- Coordinates: 57°40′N 26°35′E﻿ / ﻿57.667°N 26.583°E
- Basin countries: Estonia
- Max. length: 1,550 meters (5,090 ft)
- Max. width: 420 meters (1,380 ft)
- Surface area: 38.2 hectares (94 acres)
- Average depth: 1.5 meters (4 ft 11 in)
- Max. depth: 2.1 meters (6 ft 11 in)
- Water volume: 735,000 cubic meters (26,000,000 cu ft)
- Shore length^{1}: 3,070 meters (10,070 ft)
- Surface elevation: 72.4 meters (238 ft)

= Ubajärv =

Lake in Estonia

Ubajärv is a lake in Estonia. It is located in the village of Koemetsa in Rõuge Parish, Võru County. The lake is used for fishing.

==Physical description==
The lake has an area of 38.2 ha.
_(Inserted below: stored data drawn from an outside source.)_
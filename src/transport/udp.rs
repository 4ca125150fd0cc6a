//! # UDP Transport
//!
//! Tokio front ends for both roles. Datagrams go through [`UdpFramed`] with the
//! [`PacketCodec`], so the socket loop only ever sees [`Packet`]s.
//!
//! - [`QueryService`]: socket-free core of the server, one packet in, reply packets out
//! - [`QueryServer`]: binds the query port and drives a [`QueryService`] until shutdown
//! - [`QueryClient`]: sends commands and waits for the paired reply, challenge included

use std::io;
use std::net::SocketAddr;
use std::sync::Arc;
use std::time::Duration;

use bytes::Bytes;
use futures::{SinkExt, StreamExt};
use tokio::net::UdpSocket;
use tokio::sync::mpsc;
use tokio::time::Instant;
use tokio_util::udp::UdpFramed;
use tracing::{debug, info, instrument, warn};

use crate::config::QueryConfig;
use crate::core::codec::{Encodable, PacketCodec};
use crate::core::message::{
    Message, S2aInfo, S2aPlayer, S2aPlayerEx, S2aRules, A2S_INFO_HEADER, A2S_PLAYER_EX_HEADER,
    A2S_PLAYER_HEADER, A2S_RULES_HEADER,
};
use crate::core::packet::Packet;
use crate::core::registry::MessageRegistry;
use crate::error::{ProtocolError, Result};
use crate::protocol::client::ClientSession;
use crate::protocol::frame::Frame;
use crate::protocol::handler::{ClientSessionHandler, ServerSessionHandler};
use crate::protocol::server::CommandHandler;
use crate::utils::metrics::{Metrics, Timer};

fn parse_addr(value: &str) -> Result<SocketAddr> {
    value
        .parse()
        .map_err(|e| ProtocolError::ConfigError(format!("Invalid socket address {value:?}: {e}")))
}

/// Server side packet processing shared by every datagram of a socket
#[derive(Debug, Clone)]
pub struct QueryService {
    sessions: Arc<ServerSessionHandler>,
    metrics: Arc<Metrics>,
}

impl QueryService {
    pub fn new(sessions: Arc<ServerSessionHandler>, metrics: Arc<Metrics>) -> Self {
        Self { sessions, metrics }
    }

    pub fn sessions(&self) -> &Arc<ServerSessionHandler> {
        &self.sessions
    }

    pub fn metrics(&self) -> &Arc<Metrics> {
        &self.metrics
    }

    /// Raw datagram entry point for callers that own their socket
    pub fn on_datagram_received(&self, addr: SocketAddr, datagram: &[u8]) -> Vec<(SocketAddr, Bytes)> {
        let packet = match Packet::decode(datagram) {
            Ok(packet) => packet,
            Err(e) => {
                self.metrics.datagram_received(datagram.len() as u64);
                self.metrics.decode_error();
                debug!(%addr, error = %e, "Dropped undecodable datagram");
                return Vec::new();
            }
        };

        let mut out = Vec::new();
        for reply in self.on_packet(addr, packet) {
            match reply.to_bytes() {
                Ok(bytes) => out.push((addr, bytes)),
                Err(e) => {
                    warn!(%addr, error = %e, "Failed to encode reply");
                    return Vec::new();
                }
            }
        }
        out
    }

    /// Feed one packet from `addr`; returns the packets to send back, possibly none
    ///
    /// Rejected packets are counted and logged, never propagated.
    pub fn on_packet(&self, addr: SocketAddr, packet: Packet) -> Vec<Packet> {
        let _timer = Timer::start("query_packet");
        self.metrics.datagram_received(packet.wire_len() as u64);
        let fragment = packet.is_long();

        match self.sessions.consume(addr, packet) {
            Ok(Some(frame)) => {
                if fragment {
                    self.metrics.frame_reassembled();
                }
                match frame.message() {
                    Some(Message::S2cChallenge(_)) => self.metrics.challenge_issued(),
                    _ => self.metrics.reply_sent(),
                }
                frame.packets().cloned().collect()
            }
            Ok(None) => Vec::new(),
            Err(e) => {
                self.metrics.session_error();
                debug!(%addr, error = %e, "Rejected query");
                Vec::new()
            }
        }
    }
}

/// Query port listener
pub struct QueryServer {
    framed: UdpFramed<PacketCodec>,
    service: QueryService,
    local_addr: SocketAddr,
    metrics_interval: Duration,
    sweep_interval: Duration,
}

impl QueryServer {
    /// Bind `config.server.address`, answering through `handler`
    ///
    /// The message registry knows the player-ex extension.
    pub async fn bind(config: &QueryConfig, handler: Arc<dyn CommandHandler>) -> Result<Self> {
        Self::bind_with_registry(config, handler, Arc::new(MessageRegistry::with_player_ex())).await
    }

    #[instrument(skip_all, fields(address = %config.server.address))]
    pub async fn bind_with_registry(
        config: &QueryConfig,
        handler: Arc<dyn CommandHandler>,
        registry: Arc<MessageRegistry>,
    ) -> Result<Self> {
        config.validate_strict()?;
        let socket = UdpSocket::bind(parse_addr(&config.server.address)?).await?;
        let local_addr = socket.local_addr()?;

        let sessions = ServerSessionHandler::for_server(
            config.server_settings(),
            handler,
            registry,
            config.session.session_ttl,
        );
        info!(%local_addr, "Query server listening");

        Ok(Self {
            framed: UdpFramed::new(socket, PacketCodec),
            service: QueryService::new(Arc::new(sessions), Arc::new(Metrics::new())),
            local_addr,
            metrics_interval: config.server.metrics_interval,
            sweep_interval: config.session.sweep_interval,
        })
    }

    pub fn local_addr(&self) -> SocketAddr {
        self.local_addr
    }

    pub fn metrics(&self) -> Arc<Metrics> {
        Arc::clone(&self.service.metrics)
    }

    pub fn sessions(&self) -> Arc<ServerSessionHandler> {
        Arc::clone(&self.service.sessions)
    }

    /// Serve until CTRL+C
    pub async fn run(self) -> Result<()> {
        let (shutdown_tx, shutdown_rx) = mpsc::channel::<()>(1);
        tokio::spawn(async move {
            if let Ok(()) = tokio::signal::ctrl_c().await {
                info!("Received CTRL+C signal, shutting down");
                let _ = shutdown_tx.send(()).await;
            }
        });
        self.run_with_shutdown(shutdown_rx).await
    }

    /// Serve until `shutdown_rx` yields or its sender is dropped
    #[instrument(skip_all, fields(local_addr = %self.local_addr))]
    pub async fn run_with_shutdown(mut self, mut shutdown_rx: mpsc::Receiver<()>) -> Result<()> {
        let report = !self.metrics_interval.is_zero();
        let mut ticker = tokio::time::interval(self.metrics_interval.max(Duration::from_millis(1)));
        let mut sweeper = tokio::time::interval(self.sweep_interval.max(Duration::from_millis(1)));

        loop {
            tokio::select! {
                _ = shutdown_rx.recv() => {
                    info!("Shutting down query server");
                    self.service.metrics.log_metrics();
                    return Ok(());
                }

                _ = ticker.tick(), if report => {
                    self.service.metrics.log_metrics();
                }

                _ = sweeper.tick() => {
                    match self.service.sessions.sweep() {
                        Ok(removed) if removed > 0 => debug!(removed, "Swept idle query sessions"),
                        Ok(_) => {}
                        Err(e) => warn!(error = %e, "Session sweep failed"),
                    }
                }

                next = self.framed.next() => match next {
                    Some(Ok((packet, addr))) => {
                        let replies = self.service.on_packet(addr, packet);
                        self.send(addr, replies).await;
                    }
                    Some(Err(ProtocolError::Io(e))) => {
                        self.service.metrics.io_error();
                        warn!(error = %e, "Query socket receive failed");
                    }
                    Some(Err(e)) => {
                        self.service.metrics.decode_error();
                        debug!(error = %e, "Dropped undecodable datagram");
                    }
                    None => return Ok(()),
                },
            }
        }
    }

    async fn send(&mut self, addr: SocketAddr, packets: Vec<Packet>) {
        if packets.is_empty() {
            return;
        }
        for packet in packets {
            let len = packet.wire_len() as u64;
            if let Err(e) = self.framed.feed((packet, addr)).await {
                self.service.metrics.io_error();
                warn!(%addr, error = %e, "Failed to queue reply");
                return;
            }
            self.service.metrics.datagram_sent(len);
        }
        if let Err(e) = self.framed.flush().await {
            self.service.metrics.io_error();
            warn!(%addr, error = %e, "Failed to send reply");
        }
    }
}

/// Asking side over one local socket, any number of servers
pub struct QueryClient {
    framed: UdpFramed<PacketCodec>,
    sessions: ClientSessionHandler,
    response_timeout: Duration,
    metrics: Arc<Metrics>,
}

impl QueryClient {
    pub async fn bind(config: &QueryConfig) -> Result<Self> {
        Self::bind_with_registry(config, Arc::new(MessageRegistry::with_player_ex())).await
    }

    pub async fn bind_with_registry(
        config: &QueryConfig,
        registry: Arc<MessageRegistry>,
    ) -> Result<Self> {
        config.validate_strict()?;
        let socket = UdpSocket::bind(parse_addr(&config.client.bind_address)?).await?;
        debug!(local_addr = ?socket.local_addr(), "Query client bound");

        Ok(Self {
            framed: UdpFramed::new(socket, PacketCodec),
            sessions: ClientSessionHandler::for_client(registry, config.client_settings()),
            response_timeout: config.client.response_timeout,
            metrics: Arc::new(Metrics::new()),
        })
    }

    pub fn local_addr(&self) -> Result<SocketAddr> {
        Ok(self.framed.get_ref().local_addr()?)
    }

    pub fn metrics(&self) -> Arc<Metrics> {
        Arc::clone(&self.metrics)
    }

    /// Challenge currently held for `addr`
    pub fn challenge(&self, addr: SocketAddr) -> Result<Option<i32>> {
        Ok(self.sessions.session(addr, |s| s.challenge())?.flatten())
    }

    /// Send `command` to `addr` and wait for its reply
    ///
    /// # Errors
    /// `Timeout` when no paired reply arrives within the response timeout, any session
    /// error raised by the replies, or a socket failure.
    #[instrument(level = "debug", skip(self, command), fields(kind = command.kind_name()))]
    pub async fn query(&mut self, addr: SocketAddr, command: Message) -> Result<Message> {
        let frame = self.sessions.send_command(addr, command)?;
        if let Err(e) = self.send_frame(addr, frame).await {
            self.abandon(addr);
            return Err(e);
        }

        let deadline = Instant::now() + self.response_timeout;
        loop {
            let next = match tokio::time::timeout_at(deadline, self.framed.next()).await {
                Ok(next) => next,
                Err(_) => {
                    self.abandon(addr);
                    return Err(ProtocolError::Timeout);
                }
            };

            let (packet, from) = match next {
                Some(Ok(item)) => item,
                Some(Err(ProtocolError::Io(e))) => {
                    self.metrics.io_error();
                    self.abandon(addr);
                    return Err(e.into());
                }
                Some(Err(e)) => {
                    self.metrics.decode_error();
                    debug!(error = %e, "Dropped undecodable datagram");
                    continue;
                }
                None => {
                    self.abandon(addr);
                    return Err(io::Error::new(io::ErrorKind::UnexpectedEof, "query socket closed").into());
                }
            };
            self.metrics.datagram_received(packet.wire_len() as u64);

            if from != addr {
                debug!(%from, expected = %addr, "Ignoring datagram from unexpected peer");
                continue;
            }

            match self.sessions.consume(addr, packet) {
                Ok(Some(resend)) => {
                    if let Err(e) = self.send_frame(addr, resend).await {
                        self.abandon(addr);
                        return Err(e);
                    }
                }
                Ok(None) => {
                    if let Some(response) = self.sessions.session(addr, |s| s.take_response())?.flatten() {
                        self.metrics.reply_received();
                        return Ok(response);
                    }
                }
                Err(e) => {
                    self.metrics.session_error();
                    self.abandon(addr);
                    return Err(e);
                }
            }
        }
    }

    pub async fn info(&mut self, addr: SocketAddr) -> Result<S2aInfo> {
        match self.query(addr, Message::info_request()).await? {
            Message::S2aInfo(info) => Ok(info),
            other => Err(ProtocolError::WrongServerResponse {
                request: A2S_INFO_HEADER,
                response: other.header(),
            }),
        }
    }

    pub async fn rules(&mut self, addr: SocketAddr) -> Result<S2aRules> {
        match self.query(addr, Message::rules_request()).await? {
            Message::S2aRules(rules) => Ok(rules),
            other => Err(ProtocolError::WrongServerResponse {
                request: A2S_RULES_HEADER,
                response: other.header(),
            }),
        }
    }

    pub async fn players(&mut self, addr: SocketAddr) -> Result<S2aPlayer> {
        match self.query(addr, Message::player_request()).await? {
            Message::S2aPlayer(players) => Ok(players),
            other => Err(ProtocolError::WrongServerResponse {
                request: A2S_PLAYER_HEADER,
                response: other.header(),
            }),
        }
    }

    pub async fn players_ex(&mut self, addr: SocketAddr) -> Result<S2aPlayerEx> {
        match self.query(addr, Message::player_ex_request()).await? {
            Message::S2aPlayerEx(players) => Ok(players),
            other => Err(ProtocolError::WrongServerResponse {
                request: A2S_PLAYER_EX_HEADER,
                response: other.header(),
            }),
        }
    }

    async fn send_frame(&mut self, addr: SocketAddr, frame: Frame) -> Result<()> {
        for packet in frame.packets() {
            let len = packet.wire_len() as u64;
            self.framed.feed((packet.clone(), addr)).await?;
            self.metrics.datagram_sent(len);
        }
        self.framed.flush().await
    }

    /// Drop the pending command so the next query can start
    fn abandon(&self, addr: SocketAddr) {
        if let Err(e) = self.sessions.session(addr, ClientSession::reset) {
            warn!(%addr, error = %e, "Failed to reset query session");
        }
    }
}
The lake has an average depth of 1.5 m and a maximum depth of 2.1 m. It is 1550 m long, and its shoreline measures 3070 m. It has a volume of 429000 m3.

==History==
During the Soviet occupation of Estonia, when there was a nearby collective farm, ice was cut from the lake and then stored under sawdust and used to cool milk in the summer.